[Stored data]
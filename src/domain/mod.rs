//! Core domain types for Maelstrom

mod ids;
mod message;
mod record;

pub use ids::{CategoryId, ChannelId, CommunityId, MessageId, ParticipantId, RoleId, Snowflake};
pub use message::InboundMessage;
pub use record::{ParticipantKey, ParticipantXpRecord};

• [Assigned task] In the entries above, count each line that holds "domain". Give the total and nothing else.

• [Output of the exercise] 2